Records from a data source:
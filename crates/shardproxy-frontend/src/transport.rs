//! Client transport with writability tracking
//!
//! Writes are buffered per connection and handed to a dedicated writer task on
//! flush. The transport stops reporting itself writable once buffered plus
//! in-flight bytes exceed the high watermark, and the writer task flips it back
//! (and fires the [`WritabilitySignal`]) once it has drained below the low
//! watermark. A socket error marks the transport inactive; from then on every
//! write and flush is a silent no-op because the peer is gone.

use crate::mysql::protocol::MySqlPacket;
use bytes::{Bytes, BytesMut};
use std::io::ErrorKind;
use std::sync::atomic::{AtomicBool, AtomicUsize, Ordering};
use std::sync::Arc;
use std::time::Duration;
use tokio::io::{AsyncWrite, AsyncWriteExt};
use tokio::sync::{mpsc, Notify};
use tokio::task::JoinHandle;
use tracing::{debug, warn};

/// Outbound side of one client connection, used by a single command turn at a time
pub trait Transport: Send {
    /// Queue a packet; nothing reaches the peer before the next flush
    fn write(&mut self, packet: MySqlPacket) -> std::io::Result<()>;

    /// Hand everything queued so far to the peer
    fn flush(&mut self) -> std::io::Result<()>;

    /// False while the outbound buffer is above its high watermark
    fn is_writable(&self) -> bool;

    /// False once the peer is gone
    fn is_active(&self) -> bool;

    /// Fired on every not-writable to writable transition and on close
    fn writability(&self) -> Arc<WritabilitySignal>;
}

/// Notification owned by the transport's writability observer
#[derive(Debug, Default)]
pub struct WritabilitySignal {
    notify: Notify,
}

impl WritabilitySignal {
    pub fn new() -> Self {
        Self::default()
    }

    /// Wake the waiter. A notification with nobody waiting is kept for the next wait.
    pub fn notify(&self) {
        self.notify.notify_one();
    }

    /// Block until notified or until `recheck` elapses.
    ///
    /// Returns true when woken by a notification. Either way the caller must
    /// re-check writability; a timeout only guards against a missed notification.
    pub async fn wait(&self, recheck: Duration) -> bool {
        tokio::time::timeout(recheck, self.notify.notified())
            .await
            .is_ok()
    }
}

/// Outbound buffer limits in bytes
#[derive(Debug, Clone, Copy)]
pub struct WriteBufferWatermarks {
    pub high: usize,
    pub low: usize,
}

impl Default for WriteBufferWatermarks {
    fn default() -> Self {
        Self {
            high: 64 * 1024,
            low: 32 * 1024,
        }
    }
}

struct Shared {
    outstanding: AtomicUsize,
    writable: AtomicBool,
    active: AtomicBool,
    signal: Arc<WritabilitySignal>,
    watermarks: WriteBufferWatermarks,
}

impl Shared {
    fn new(watermarks: WriteBufferWatermarks) -> Self {
        Self {
            outstanding: AtomicUsize::new(0),
            writable: AtomicBool::new(true),
            active: AtomicBool::new(true),
            signal: Arc::new(WritabilitySignal::new()),
            watermarks,
        }
    }

    fn deactivate(&self) {
        self.active.store(false, Ordering::SeqCst);
        self.signal.notify();
    }

    /// Clear the writable flag, then re-check pending bytes. A writer that
    /// drained in between saw the flag still set and did not notify.
    fn mark_unwritable(&self, buffered: usize) {
        self.writable.store(false, Ordering::SeqCst);
        let pending = buffered + self.outstanding.load(Ordering::SeqCst);
        if pending <= self.watermarks.low {
            self.mark_writable();
        }
    }

    /// Called by the writer after `length` bytes reached the socket
    fn drained(&self, length: usize) {
        let remaining = self.outstanding.fetch_sub(length, Ordering::SeqCst) - length;
        if remaining <= self.watermarks.low {
            self.mark_writable();
        }
    }

    fn mark_writable(&self) {
        if !self.writable.swap(true, Ordering::SeqCst) {
            self.signal.notify();
        }
    }
}

/// Transport over any `AsyncWrite`, drained by a background writer task
pub struct ChannelTransport {
    buffer: BytesMut,
    tx: mpsc::UnboundedSender<Bytes>,
    shared: Arc<Shared>,
}

impl ChannelTransport {
    /// Create the transport and spawn its writer task
    pub fn new<W>(writer: W, watermarks: WriteBufferWatermarks) -> (Self, JoinHandle<()>)
    where
        W: AsyncWrite + Unpin + Send + 'static,
    {
        let (tx, rx) = mpsc::unbounded_channel();
        let shared = Arc::new(Shared::new(watermarks));
        let handle = tokio::spawn(run_writer(writer, rx, shared.clone()));
        let transport = Self {
            buffer: BytesMut::with_capacity(watermarks.low),
            tx,
            shared,
        };
        (transport, handle)
    }

    /// Bytes queued locally plus bytes the writer task has not written yet
    pub fn pending_bytes(&self) -> usize {
        self.buffer.len() + self.shared.outstanding.load(Ordering::SeqCst)
    }

    fn update_writability(&self) {
        if self.pending_bytes() > self.shared.watermarks.high {
            self.shared.mark_unwritable(self.buffer.len());
        }
    }
}

impl Transport for ChannelTransport {
    fn write(&mut self, packet: MySqlPacket) -> std::io::Result<()> {
        if !self.is_active() {
            return Ok(());
        }
        packet.encode(&mut self.buffer);
        self.update_writability();
        Ok(())
    }

    fn flush(&mut self) -> std::io::Result<()> {
        if self.buffer.is_empty() {
            return Ok(());
        }
        if !self.is_active() {
            self.buffer.clear();
            return Ok(());
        }
        let chunk = self.buffer.split().freeze();
        let length = chunk.len();
        self.shared.outstanding.fetch_add(length, Ordering::SeqCst);
        if self.tx.send(chunk).is_err() {
            // Writer task is gone, so is the peer
            self.shared.outstanding.fetch_sub(length, Ordering::SeqCst);
            self.shared.deactivate();
            return Ok(());
        }
        self.update_writability();
        Ok(())
    }

    fn is_writable(&self) -> bool {
        self.shared.writable.load(Ordering::SeqCst)
    }

    fn is_active(&self) -> bool {
        self.shared.active.load(Ordering::SeqCst)
    }

    fn writability(&self) -> Arc<WritabilitySignal> {
        self.shared.signal.clone()
    }
}

async fn run_writer<W>(mut writer: W, mut rx: mpsc::UnboundedReceiver<Bytes>, shared: Arc<Shared>)
where
    W: AsyncWrite + Unpin + Send + 'static,
{
    while let Some(chunk) = rx.recv().await {
        let length = chunk.len();
        let result = async {
            writer.write_all(&chunk).await?;
            writer.flush().await
        }
        .await;

        if let Err(e) = result {
            if is_disconnect_error(&e) {
                debug!("Client disconnected while writing {} bytes", length);
            } else {
                warn!("Client write failed: {}", e);
            }
            shared.outstanding.store(0, Ordering::SeqCst);
            shared.deactivate();
            return;
        }

        shared.drained(length);
    }

    // Transport dropped: the connection is done
    let _ = writer.shutdown().await;
    shared.deactivate();
}

/// Check if an error indicates client disconnection
pub fn is_disconnect_error(e: &std::io::Error) -> bool {
    matches!(
        e.kind(),
        ErrorKind::BrokenPipe
            | ErrorKind::ConnectionReset
            | ErrorKind::NotConnected
            | ErrorKind::ConnectionAborted
            | ErrorKind::UnexpectedEof
    )
}
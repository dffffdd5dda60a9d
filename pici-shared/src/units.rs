//! Exact byte counts.

use std::fmt;
use std::str::FromStr;

use serde::{Deserialize, Serialize};

use crate::constants::sectors::SECTOR_SIZE;
use crate::constants::units::{GIB, KIB, MIB, TIB};
use crate::errors::PiciError;

/// A non-negative byte count.
///
/// All arithmetic is integer arithmetic; there is no rounding except where
/// a method says so.
#[derive(
    Debug, Clone, Copy, Default, PartialEq, Eq, PartialOrd, Ord, Hash, Serialize, Deserialize,
)]
#[serde(transparent)]
pub struct ByteSize(u64);

impl ByteSize {
    pub const fn from_bytes(bytes: u64) -> Self {
        Self(bytes)
    }

    pub const fn from_mib(mib: u64) -> Self {
        Self(mib * MIB)
    }

    pub const fn from_gib(gib: u64) -> Self {
        Self(gib * GIB)
    }

    pub const fn from_sectors(sectors: u64) -> Self {
        Self(sectors * SECTOR_SIZE)
    }

    pub const fn as_u64(self) -> u64 {
        self.0
    }

    /// Number of whole sectors (truncating).
    pub const fn sectors(self) -> u64 {
        self.0 / SECTOR_SIZE
    }

    /// Number of sectors needed to hold this many bytes.
    pub const fn sectors_ceil(self) -> u64 {
        self.0.div_ceil(SECTOR_SIZE)
    }

    /// Round down to a whole number of sectors.
    pub const fn align_down_to_sector(self) -> Self {
        Self(self.sectors() * SECTOR_SIZE)
    }

    pub fn checked_add(self, other: ByteSize) -> Option<ByteSize> {
        self.0.checked_add(other.0).map(ByteSize)
    }

    pub fn checked_mul(self, factor: u64) -> Option<ByteSize> {
        self.0.checked_mul(factor).map(ByteSize)
    }
}

impl fmt::Display for ByteSize {
    fn fmt(&self, f: &mut fmt::Formatter<'_>) -> fmt::Result {
        let bytes = self.0;
        let (unit, name) = match bytes {
            b if b >= TIB => (TIB, "TiB"),
            b if b >= GIB => (GIB, "GiB"),
            b if b >= MIB => (MIB, "MiB"),
            b if b >= KIB => (KIB, "KiB"),
            _ => return write!(f, "{} bytes", bytes),
        };
        // Two decimals without going through floating point.
        let hundredths = (bytes as u128 * 100 / unit as u128) as u64;
        write!(
            f,
            "{}.{:02} {} ({} bytes)",
            hundredths / 100,
            hundredths % 100,
            name,
            bytes
        )
    }
}

/// Parses size literals: `4294967296`, `512M`, `8G`, `8GiB`, `16gb`, `2048s`.
///
/// Suffixes are binary multiples. `s` counts 512-byte sectors.
impl FromStr for ByteSize {
    type Err = PiciError;

    fn from_str(s: &str) -> Result<Self, Self::Err> {
        let literal = s.trim();
        let digits_end = literal
            .find(|c: char| !c.is_ascii_digit())
            .unwrap_or(literal.len());
        let (digits, suffix) = literal.split_at(digits_end);

        if digits.is_empty() {
            return Err(PiciError::InvalidSize(s.to_string()));
        }
        let value: u64 = digits
            .parse()
            .map_err(|_| PiciError::InvalidSize(s.to_string()))?;

        let multiplier = match suffix.to_ascii_lowercase().as_str() {
            "" | "b" => 1,
            "s" => SECTOR_SIZE,
            "k" | "kb" | "kib" => KIB,
            "m" | "mb" | "mib" => MIB,
            "g" | "gb" | "gib" => GIB,
            "t" | "tb" | "tib" => TIB,
            _ => return Err(PiciError::InvalidSize(s.to_string())),
        };

        value
            .checked_mul(multiplier)
            .map(ByteSize)
            .ok_or_else(|| PiciError::InvalidSize(s.to_string()))
    }
}

#[cfg(test)]
mod tests {
    use super::*;

    #[test]
    fn test_parse_plain_bytes() {
        assert_eq!("4096".parse::<ByteSize>().unwrap().as_u64(), 4096);
    }

    #[test]
    fn test_parse_suffixes() {
        assert_eq!("512M".parse::<ByteSize>().unwrap(), ByteSize::from_mib(512));
        assert_eq!("8G".parse::<ByteSize>().unwrap(), ByteSize::from_gib(8));
        assert_eq!("8gib".parse::<ByteSize>().unwrap(), ByteSize::from_gib(8));
        assert_eq!("16GB".parse::<ByteSize>().unwrap(), ByteSize::from_gib(16));
        assert_eq!("2048s".parse::<ByteSize>().unwrap(), ByteSize::from_mib(1));
    }

    #[test]
    fn test_parse_rejects_garbage() {
        for bad in ["", "G", "8X", "-1G", "1.5G", "/dev/sda"] {
            assert!(
                matches!(bad.parse::<ByteSize>(), Err(PiciError::InvalidSize(_))),
                "{:?} should not parse",
                bad
            );
        }
    }

    #[test]
    fn test_parse_overflow() {
        assert!("99999999999999999T".parse::<ByteSize>().is_err());
    }

    #[test]
    fn test_sector_helpers() {
        let size = ByteSize::from_bytes(1025);
        assert_eq!(size.sectors(), 2);
        assert_eq!(size.sectors_ceil(), 3);
        assert_eq!(size.align_down_to_sector().as_u64(), 1024);
    }

    #[test]
    fn test_display() {
        assert_eq!(ByteSize::from_bytes(100).to_string(), "100 bytes");
        assert_eq!(
            ByteSize::from_gib(8).to_string(),
            "8.00 GiB (8589934592 bytes)"
        );
        assert_eq!(
            ByteSize::from_mib(1536).to_string(),
            "1.50 GiB (1610612736 bytes)"
        );
    }

    #[test]
    fn test_deserialize_transparent() {
        let size: ByteSize = serde_json::from_str("4294967296").unwrap();
        assert_eq!(size, ByteSize::from_gib(4));
    }
}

#### [What the task requires]
Above are the records. Print exactly, and only, the lines from the line with "pub fn new()" to the line with "limits in bytes", both inclusive.

#### [Response]
    pub fn new() -> Self {
        Self::default()
    }

    /// Wake the waiter. A notification with nobody waiting is kept for the next wait.
    pub fn notify(&self) {
        self.notify.notify_one();
    }

    /// Block until notified or until `recheck` elapses.
    ///
    /// Returns true when woken by a notification. Either way the caller must
    /// re-check writability; a timeout only guards against a missed notification.
    pub async fn wait(&self, recheck: Duration) -> bool {
        tokio::time::timeout(recheck, self.notify.notified())
            .await
            .is_ok()
    }
}

/// Outbound buffer limits in bytes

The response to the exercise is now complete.